If you already have some cooked pinto beans and fresh tomatoes, Tarascan bean soup comes together fairly quickly. You could use canned tomatoes, but it’s worth taking the time to blister fresh tomatoes over a flame for that incomparable roasted flavor. It only takes minutes. And I hope you have a Mexican stocked fridge and pantry. Some dry chiles, corn tortillas, a cheese that melts, maybe some Mexican crema (but that’s not essential for this soup).

Pinto beans are rarely seen in central and southern Mexico. They are a staple of northern Mexico and the American southwest. After telling friends that pinto beans aren’t found in central Mexico (much to their surprise), I was presented with a bag when they next returned from north of the border. Thoughtful friends. Great soup.

Tarascan Bean Soup Serves 4-6

  • 3 1/2 cups cooked pinto beans, with bean broth
  • 1/2 cup chopped onion
  • 1 clove garlic, minced
  • 1 teaspoon Mexican oregano
  • 2 large plum tomatoes, grilled until the skin starts to blacken, or 1 cup canned cubed tomatoes
  • 2 cups (1/2 l.) chicken or vegetable broth
  • 6 corn tortillas, cut into 1.5″ by 1/4″ strips, fried until crisp
  • 6 pasilla chiles, cut into small strips and fried until crisp (see notes)
  • 1/2 cup (118 ml) thick Mexican crema or thinned sour cream
  • 1/2 cup crumbled cotija cheese or cubed manchego cheese
  1. Puree the tomatoes, onion and garlic in a blender.
  2. In a large skillet or heavy-bottomed pot, heat 2 tablespoons of olive oil until shimmering. Add the tomato mixture and simmer for 5 minutes over high heat, stirring occasionally.
  3. Blend the beans with their broth until very smooth.
  4. Add the bean puree and oregano to the tomato mixture, and cook over medium heat for for 8 minutes, stirring frequently.
  5. Add chicken (or vegetable) broth, adjust for salt, and cook 10 minutes more, stirring every few minutes.
  6. Divide among bowls, and pass tortilla and chile strips, crema and cheese.

Notes ~

~ Diana Kennedy includes instructions for making Mexican style crema for those north of the border. Simply blend 1/2 pint heavy cream with two tablespoon of buttermilk in a glass jar, cover loosely, and allow to set out in a warm kitchen for six hours. Refrigerate overnight and it will thicken. For thin crema, use thin cream, not heavy. If you live in Mexico, crema will be as close as your nearest cremeria or tienda abbarotes. Buttermilk is not to be had for love or money in Mexico, to my knowledge. (If a recipe calls for buttermilk, thin plain yogurt. Or take the longer route: make butter from fresh cream. The liquid pressed out of the butter solids is real buttermilk.)

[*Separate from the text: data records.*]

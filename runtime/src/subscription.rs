//! Handle for a change-feed consumer task.

use tokio::task::JoinHandle;

/// Owns the task draining a change stream.
///
/// Unsubscribing aborts the task, which drops the stream and ends the
/// channel subscription. Dropping the handle unsubscribes.
#[derive(Debug, Default)]
pub struct Subscription {
    task: Option<JoinHandle<()>>,
}

impl Subscription {
    /// Wrap a running consumer task
    #[must_use]
    pub const fn active(task: JoinHandle<()>) -> Self {
        Self { task: Some(task) }
    }

    /// A subscription that never connected
    #[must_use]
    pub const fn inactive() -> Self {
        Self { task: None }
    }

    /// True while the consumer task is running
    #[must_use]
    pub fn is_active(&self) -> bool {
        self.task.as_ref().is_some_and(|task| !task.is_finished())
    }

    /// Stop consuming; idempotent
    pub fn unsubscribe(&mut self) {
        if let Some(task) = self.task.take() {
            task.abort();
            tracing::debug!("Change subscription released");
        }
    }
}

impl Drop for Subscription {
    fn drop(&mut self) {
        self.unsubscribe();
    }
}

~ To fry chile strips, cut out the seeds and membrane of pasilla chiles, cut into small strips, and fry in a little vegetable oil for no longer than 15-20 seconds per side. Over-cooking will turn the chile bitter.

~ Pasilla chiles, the fried form of the chilaca chile, add a delightful, almost sweet flavor with very little heat.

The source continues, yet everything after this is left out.